*Data shown:*
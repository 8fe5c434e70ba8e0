//! Slot pools built on the free list
//!
//! [`BufferManager`] hands out whole buffers of one shape;
//! [`BufferedDictManager`] hands out named records, optionally cut to a
//! requested length. Both are created in one call by the factories.

pub mod dict;
pub mod factory;
pub mod manager;
pub mod record;
pub mod stats;

pub use dict::{BufferedDictManager, DictPoolHandles, NamedViews};
pub use factory::{
    create_buffers, create_dict_buffers, create_managed_buffers, create_managed_dict_buffers,
    create_shared_dict, create_shared_dict_with_shapes, PoolFactory,
};
pub use manager::{BufferManager, PoolHandles};
pub use record::{reconstruct_named_views, BufferRecord, RecordHandle, SharedDict, SharedDictHandle};
pub use stats::{AtomicPoolStats, PoolStats};
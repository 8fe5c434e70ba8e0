//! One-call construction of pools and shared records
//!
//! Every factory allocates its buffers up front and, for pools, a free list
//! seeded with `0..count` so the pool starts with every slot free.

use std::collections::{BTreeMap, BTreeSet};

use crate::{
    buffers::{AllocatorConfig, RegionAllocator, SharedBuffer},
    dtype::{DType, Element},
    error::{Result, ShmPoolError},
    free_list::FreeListQueue,
    shape::{Order, Shape, ShapeSpec},
};

use super::{
    dict::BufferedDictManager,
    manager::BufferManager,
    record::{BufferRecord, SharedDict},
};

/// Builds pools on top of a [`RegionAllocator`]
#[derive(Debug, Clone, Default)]
pub struct PoolFactory {
    allocator: RegionAllocator,
}

impl PoolFactory {
    pub fn new(config: AllocatorConfig) -> Result<Self> {
        Ok(Self {
            allocator: RegionAllocator::new(config)?,
        })
    }

    pub fn with_allocator(allocator: RegionAllocator) -> Self {
        Self { allocator }
    }

    pub fn allocator(&self) -> &RegionAllocator {
        &self.allocator
    }

    /// `count` buffers of `shape` plus a seeded free list
    pub fn create_buffers(
        &self,
        count: usize,
        shape: &Shape,
        dtype: DType,
    ) -> Result<(Vec<SharedBuffer>, FreeListQueue)> {
        check_count(count)?;
        let buffers = (0..count)
            .map(|_| self.allocator.allocate(shape, dtype))
            .collect::<Result<Vec<_>>>()?;
        let queue = FreeListQueue::seeded(count, &self.allocator)?;
        log::debug!("created {} {} buffers of shape {}", count, dtype, shape);
        Ok((buffers, queue))
    }

    /// `count` records with one `length`-element buffer per field, plus a seeded free list
    pub fn create_dict_buffers<S: AsRef<str>>(
        &self,
        field_names: &[S],
        count: usize,
        length: usize,
        dtype: DType,
    ) -> Result<(Vec<BufferRecord>, FreeListQueue)> {
        check_count(count)?;
        let names = field_set(field_names)?;
        let shape = Shape::vector(length);
        let records = (0..count)
            .map(|_| {
                names
                    .iter()
                    .map(|name| Ok((name.to_string(), self.allocator.allocate(&shape, dtype)?)))
                    .collect::<Result<BufferRecord>>()
            })
            .collect::<Result<Vec<_>>>()?;
        let queue = FreeListQueue::seeded(count, &self.allocator)?;
        log::debug!(
            "created {} records of {} {} fields, length {}",
            count,
            names.len(),
            dtype,
            length
        );
        Ok((records, queue))
    }

    /// One record whose fields all have `shape`
    pub fn create_shared_dict<S: AsRef<str>>(
        &self,
        field_names: &[S],
        shape: &Shape,
        dtype: DType,
    ) -> Result<SharedDict> {
        let names = field_set(field_names)?;
        let record = names
            .iter()
            .map(|name| Ok((name.to_string(), self.allocator.allocate(shape, dtype)?)))
            .collect::<Result<BufferRecord>>()?;
        Ok(SharedDict {
            record,
            shapes: ShapeSpec::Uniform(shape.clone()),
        })
    }

    /// One record whose fields each carry their own shape.
    ///
    /// A scalar shape `()` becomes a one-element buffer viewed as `(1,)`.
    pub fn create_shared_dict_with_shapes(
        &self,
        shape_by_name: &BTreeMap<String, Shape>,
        dtype: DType,
    ) -> Result<SharedDict> {
        if shape_by_name.is_empty() {
            return Err(ShmPoolError::invalid_parameter(
                "shape_by_name",
                "at least one field is required",
            ));
        }
        let record = shape_by_name
            .iter()
            .map(|(name, shape)| Ok((name.clone(), self.allocator.allocate(shape, dtype)?)))
            .collect::<Result<BufferRecord>>()?;
        Ok(SharedDict {
            record,
            shapes: ShapeSpec::PerField(shape_by_name.clone()),
        })
    }

    /// [`create_buffers`](Self::create_buffers) wrapped in a ready [`BufferManager`]
    pub fn create_managed_buffers<T: Element>(
        &self,
        count: usize,
        shape: &Shape,
    ) -> Result<BufferManager<T>> {
        let (buffers, queue) = self.create_buffers(count, shape, T::DTYPE)?;
        BufferManager::new(buffers, queue, Some(shape.clone()))
    }

    /// [`create_dict_buffers`](Self::create_dict_buffers) wrapped in a ready [`BufferedDictManager`]
    pub fn create_managed_dict_buffers<T: Element, S: AsRef<str>>(
        &self,
        field_names: &[S],
        count: usize,
        length: usize,
    ) -> Result<BufferedDictManager<T>> {
        let (records, queue) = self.create_dict_buffers(field_names, count, length, T::DTYPE)?;
        BufferedDictManager::with_layout(records, queue, ShapeSpec::Flat, Order::RowMajor)
    }
}

fn check_count(count: usize) -> Result<()> {
    if count == 0 {
        return Err(ShmPoolError::invalid_parameter(
            "count",
            "a pool needs at least one slot",
        ));
    }
    Ok(())
}

fn field_set<S: AsRef<str>>(field_names: &[S]) -> Result<BTreeSet<&str>> {
    if field_names.is_empty() {
        return Err(ShmPoolError::invalid_parameter(
            "field_names",
            "at least one field is required",
        ));
    }
    let mut names = BTreeSet::new();
    for name in field_names {
        if !names.insert(name.as_ref()) {
            return Err(ShmPoolError::invalid_parameter(
                "field_names",
                format!("duplicate field '{}'", name.as_ref()),
            ));
        }
    }
    Ok(names)
}

/// [`PoolFactory::create_buffers`] with the default allocator
pub fn create_buffers(
    count: usize,
    shape: &Shape,
    dtype: DType,
) -> Result<(Vec<SharedBuffer>, FreeListQueue)> {
    PoolFactory::default().create_buffers(count, shape, dtype)
}

/// [`PoolFactory::create_dict_buffers`] with the default allocator
pub fn create_dict_buffers<S: AsRef<str>>(
    field_names: &[S],
    count: usize,
    length: usize,
    dtype: DType,
) -> Result<(Vec<BufferRecord>, FreeListQueue)> {
    PoolFactory::default().create_dict_buffers(field_names, count, length, dtype)
}

/// [`PoolFactory::create_shared_dict`] with the default allocator
pub fn create_shared_dict<S: AsRef<str>>(
    field_names: &[S],
    shape: &Shape,
    dtype: DType,
) -> Result<SharedDict> {
    PoolFactory::default().create_shared_dict(field_names, shape, dtype)
}

/// [`PoolFactory::create_shared_dict_with_shapes`] with the default allocator
pub fn create_shared_dict_with_shapes(
    shape_by_name: &BTreeMap<String, Shape>,
    dtype: DType,
) -> Result<SharedDict> {
    PoolFactory::default().create_shared_dict_with_shapes(shape_by_name, dtype)
}

/// [`PoolFactory::create_managed_buffers`] with the default allocator
pub fn create_managed_buffers<T: Element>(count: usize, shape: &Shape) -> Result<BufferManager<T>> {
    PoolFactory::default().create_managed_buffers(count, shape)
}

/// [`PoolFactory::create_managed_dict_buffers`] with the default allocator
pub fn create_managed_dict_buffers<T: Element, S: AsRef<str>>(
    field_names: &[S],
    count: usize,
    length: usize,
) -> Result<BufferedDictManager<T>> {
    PoolFactory::default().create_managed_dict_buffers(field_names, count, length)
}

#[cfg(test)]
mod tests {
    use super::*;

    #[test]
    fn test_create_buffers_seeds_queue() {
        let (buffers, queue) = create_buffers(3, &Shape::from([2, 2]), DType::F32).unwrap();
        assert_eq!(buffers.len(), 3);
        assert!(buffers.iter().all(|b| b.len() == 4 && b.dtype() == DType::F32));
        assert_eq!(queue.free_count(), 3);
    }

    #[test]
    fn test_zero_count_rejected() {
        assert!(create_buffers(0, &Shape::vector(2), DType::F64).is_err());
        assert!(create_dict_buffers(&["a"], 0, 2, DType::F64).is_err());
    }

    #[test]
    fn test_dict_buffers_fields() {
        let (records, queue) = create_dict_buffers(&["a", "b"], 2, 5, DType::F64).unwrap();
        assert_eq!(records.len(), 2);
        assert_eq!(queue.slot_count(), 2);
        for record in &records {
            assert_eq!(record.field_names().collect::<Vec<_>>(), vec!["a", "b"]);
            assert_eq!(record.get("a").unwrap().len(), 5);
        }
    }

    #[test]
    fn test_duplicate_fields_rejected() {
        assert!(create_dict_buffers(&["a", "a"], 1, 2, DType::F64).is_err());
        let empty: [&str; 0] = [];
        assert!(create_shared_dict(&empty, &Shape::vector(2), DType::F64).is_err());
    }

    #[test]
    fn test_shared_dict_uniform() {
        let dict = create_shared_dict(&["u", "v"], &Shape::from([3, 4]), DType::F32).unwrap();
        let views = dict.views::<f32>(Order::RowMajor).unwrap();
        assert_eq!(views["u"].shape(), &[3, 4]);
        assert_eq!(views["v"].len(), 12);
    }

    #[test]
    fn test_managed_buffers() {
        let manager = create_managed_buffers::<f32>(2, &Shape::vector(16)).unwrap();
        assert_eq!(manager.slot_count(), 2);
        assert_eq!(manager.free_count(), 2);
    }

    #[test]
    fn test_managed_dict_buffers() {
        let manager = create_managed_dict_buffers::<f64, _>(&["t", "v"], 2, 10).unwrap();
        let (_, views) = manager.get_buffer(Some(4), None).unwrap();
        assert_eq!(views["t"].len(), 4);
        assert_eq!(views["v"].len(), 4);
    }
}
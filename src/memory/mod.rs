//! Shared memory regions backing every buffer and free list

pub mod config;
pub mod regions;

pub use config::{BackingType, RegionConfig};
pub use regions::{RegionHandle, RegionMetadata, SharedMemoryRegion};
//! Typed, shaped views over shared buffers
//!
//! A [`View`] reinterprets the bytes of a [`SharedBuffer`] in place. Nothing
//! is copied: a write through one view is visible through every other view
//! over the same buffer, in this process or any other that mapped it.
//!
//! # Aliasing contract
//!
//! Views alias freely. Cloning a view, deriving a sub-view, or mapping the
//! same slot twice yields independent handles to the same elements, and
//! another process may hold more. Rust cannot see those other holders, so
//! exclusivity is not enforced here. It comes from the pool protocol: the
//! consumer that checked a slot out with `get_buffer` is the only one that
//! reads or writes it until `reclaim`. A view stays memory-safe to use for
//! as long as the buffer or pool it borrows from is alive, but data written
//! after `reclaim` may race with the slot's next holder.

use std::{
    marker::PhantomData,
    ops::{Range, RangeFrom, RangeFull, RangeTo},
    ptr::NonNull,
};

use ndarray::{ArrayViewD, ArrayViewMutD, IxDyn, ShapeBuilder};

use crate::{
    dtype::Element,
    error::{Result, ShmPoolError},
    shape::{element_count, strides_for, Order, Shape},
};

use super::shared::SharedBuffer;

/// Selector for one axis of an index projection
#[derive(Debug, Clone, Copy, PartialEq, Eq)]
pub enum AxisSlice {
    /// Select one position and drop the axis
    Index(usize),
    /// Select `start..end` every `step` elements; bounds clamp to the axis
    Range {
        start: usize,
        end: Option<usize>,
        step: usize,
    },
    /// Keep the whole axis
    Full,
}

impl AxisSlice {
    /// `range` taking every `step`-th element
    pub fn stepped(range: Range<usize>, step: usize) -> Self {
        AxisSlice::Range {
            start: range.start,
            end: Some(range.end),
            step,
        }
    }
}

impl From<usize> for AxisSlice {
    fn from(index: usize) -> Self {
        AxisSlice::Index(index)
    }
}

impl From<Range<usize>> for AxisSlice {
    fn from(range: Range<usize>) -> Self {
        AxisSlice::stepped(range, 1)
    }
}

impl From<RangeFrom<usize>> for AxisSlice {
    fn from(range: RangeFrom<usize>) -> Self {
        AxisSlice::Range {
            start: range.start,
            end: None,
            step: 1,
        }
    }
}

impl From<RangeTo<usize>> for AxisSlice {
    fn from(range: RangeTo<usize>) -> Self {
        AxisSlice::stepped(0..range.end, 1)
    }
}

impl From<RangeFull> for AxisSlice {
    fn from(_: RangeFull) -> Self {
        AxisSlice::Full
    }
}

/// Pointer, dims and element strides of a view, without a borrow.
///
/// Pools keep these per slot and bind them to their own lifetime on access.
#[derive(Debug, Clone)]
pub(crate) struct RawView<T> {
    ptr: NonNull<T>,
    dims: Vec<usize>,
    strides: Vec<usize>,
}

unsafe impl<T: Element> Send for RawView<T> {}
unsafe impl<T: Element> Sync for RawView<T> {}

impl<T: Element> RawView<T> {
    pub(crate) fn new(buffer: &SharedBuffer, shape: Option<&Shape>, order: Order) -> Result<Self> {
        let ptr = buffer.typed_ptr::<T>()?;
        let dims = match shape {
            Some(shape) => shape.dims().to_vec(),
            None => vec![buffer.len()],
        };
        if element_count(&dims) != Some(buffer.len()) {
            return Err(ShmPoolError::shape_mismatch(&dims, buffer.len()));
        }
        let strides = strides_for(&dims, order);
        Ok(Self { ptr, dims, strides })
    }

    /// Bind to a lifetime.
    ///
    /// Callers pick `'a` no longer than the buffer this view was built from.
    pub(crate) fn bind<'a>(&self) -> View<'a, T> {
        View {
            raw: self.clone(),
            _buffer: PhantomData,
        }
    }
}

/// Shaped, typed, non-copying projection over a shared buffer.
///
/// See the [module docs](self) for the aliasing contract.
#[derive(Debug, Clone)]
pub struct View<'a, T: Element> {
    raw: RawView<T>,
    _buffer: PhantomData<&'a SharedBuffer>,
}

unsafe impl<T: Element> Send for View<'_, T> {}
unsafe impl<T: Element> Sync for View<'_, T> {}

/// Reinterpret `buffer` as a `T` array of `shape` laid out in `order`.
///
/// Without a shape the view is flat and spans the whole buffer. Fails with
/// `ShapeMismatch` unless `product(shape)` equals the buffer's element count,
/// and with `DtypeMismatch` unless `T` is the buffer's dtype.
pub fn as_view<'a, T: Element>(
    buffer: &'a SharedBuffer,
    shape: Option<&Shape>,
    order: Order,
) -> Result<View<'a, T>> {
    RawView::new(buffer, shape, order).map(|raw| raw.bind())
}

impl<'a, T: Element> View<'a, T> {
    /// Dimensions
    pub fn shape(&self) -> &[usize] {
        &self.raw.dims
    }

    /// Element strides per axis
    pub fn strides(&self) -> &[usize] {
        &self.raw.strides
    }

    /// Number of axes
    pub fn ndim(&self) -> usize {
        self.raw.dims.len()
    }

    /// Number of elements
    pub fn len(&self) -> usize {
        self.raw.dims.iter().product()
    }

    /// True when some axis has length zero
    pub fn is_empty(&self) -> bool {
        self.len() == 0
    }

    /// Pointer to the element at the origin of the view
    pub fn as_ptr(&self) -> *const T {
        self.raw.ptr.as_ptr()
    }

    fn offset_of(&self, index: &[usize]) -> Option<usize> {
        if index.len() != self.raw.dims.len() {
            return None;
        }
        let mut offset = 0usize;
        for ((&i, &dim), &stride) in index.iter().zip(&self.raw.dims).zip(&self.raw.strides) {
            if i >= dim {
                return None;
            }
            offset += i * stride;
        }
        Some(offset)
    }

    /// Element at `index`, or `None` outside the view
    pub fn get(&self, index: &[usize]) -> Option<T> {
        let offset = self.offset_of(index)?;
        Some(unsafe { self.raw.ptr.as_ptr().add(offset).read() })
    }

    /// Store `value` at `index`
    pub fn set(&mut self, index: &[usize], value: T) -> Result<()> {
        let offset = self
            .offset_of(index)
            .ok_or_else(|| ShmPoolError::IndexOutOfBounds {
                index: index.to_vec(),
                shape: self.raw.dims.clone(),
            })?;
        unsafe { self.raw.ptr.as_ptr().add(offset).write(value) };
        Ok(())
    }

    /// Set every element to `value`
    pub fn fill(&mut self, value: T) {
        self.as_array_mut().fill(value);
    }

    /// Copy `src` into the view in logical (row-major) order
    pub fn copy_from_slice(&mut self, src: &[T]) -> Result<()> {
        if src.len() != self.len() {
            return Err(ShmPoolError::shape_mismatch(&self.raw.dims, src.len()));
        }
        for (dst, &value) in self.as_array_mut().iter_mut().zip(src) {
            *dst = value;
        }
        Ok(())
    }

    /// Copy the elements out in logical (row-major) order
    pub fn to_vec(&self) -> Vec<T> {
        self.as_array().iter().copied().collect()
    }

    /// Borrow as an `ndarray` view
    pub fn as_array(&self) -> ArrayViewD<'_, T> {
        let shape = IxDyn(&self.raw.dims).strides(IxDyn(&self.raw.strides));
        unsafe { ArrayViewD::from_shape_ptr(shape, self.raw.ptr.as_ptr() as *const T) }
    }

    /// Borrow as a mutable `ndarray` view
    pub fn as_array_mut(&mut self) -> ArrayViewMutD<'_, T> {
        let shape = IxDyn(&self.raw.dims).strides(IxDyn(&self.raw.strides));
        unsafe { ArrayViewMutD::from_shape_ptr(shape, self.raw.ptr.as_ptr()) }
    }

    /// Sub-view selected by one [`AxisSlice`] per leading axis.
    ///
    /// Axes without a selector are kept whole.
    pub fn slice(&self, selectors: &[AxisSlice]) -> Result<View<'a, T>> {
        if selectors.len() > self.ndim() {
            return Err(ShmPoolError::invalid_parameter(
                "indices",
                format!(
                    "{} selectors for a {}-dimensional view",
                    selectors.len(),
                    self.ndim()
                ),
            ));
        }

        let mut offset = 0usize;
        let mut dims = Vec::with_capacity(self.ndim());
        let mut strides = Vec::with_capacity(self.ndim());

        for (axis, (&dim, &stride)) in self.raw.dims.iter().zip(&self.raw.strides).enumerate() {
            match selectors.get(axis).copied().unwrap_or(AxisSlice::Full) {
                AxisSlice::Index(i) => {
                    if i >= dim {
                        let mut index = vec![0; axis];
                        index.push(i);
                        return Err(ShmPoolError::IndexOutOfBounds {
                            index,
                            shape: self.raw.dims.clone(),
                        });
                    }
                    offset += i * stride;
                }
                AxisSlice::Full => {
                    dims.push(dim);
                    strides.push(stride);
                }
                AxisSlice::Range { start, end, step } => {
                    if step == 0 {
                        return Err(ShmPoolError::invalid_parameter(
                            "indices",
                            "slice step must be at least 1",
                        ));
                    }
                    let end = end.unwrap_or(dim).min(dim);
                    let start = start.min(end);
                    let count = (end - start).div_ceil(step);
                    if count > 0 {
                        offset += start * stride;
                    }
                    dims.push(count);
                    strides.push(stride * step);
                }
            }
        }

        let ptr = unsafe { NonNull::new_unchecked(self.raw.ptr.as_ptr().add(offset)) };
        Ok(View {
            raw: RawView { ptr, dims, strides },
            _buffer: PhantomData,
        })
    }

    /// Sub-view of the first `len` positions along the leading axis
    pub fn truncate(&self, len: usize) -> Result<View<'a, T>> {
        match self.raw.dims.first() {
            None => Err(ShmPoolError::invalid_parameter(
                "length",
                "cannot truncate a rank-0 view",
            )),
            Some(&capacity) if len > capacity => Err(ShmPoolError::invalid_parameter(
                "length",
                format!("length {} exceeds leading dimension {}", len, capacity),
            )),
            Some(_) => self.slice(&[AxisSlice::from(0..len)]),
        }
    }
}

*Exercise brief:* Scan the data above and copy every line with "NonNull" in it.

*Solution to this task:*
    ptr::NonNull,
    ptr: NonNull<T>,
        let ptr = unsafe { NonNull::new_unchecked(self.raw.ptr.as_ptr().add(offset)) };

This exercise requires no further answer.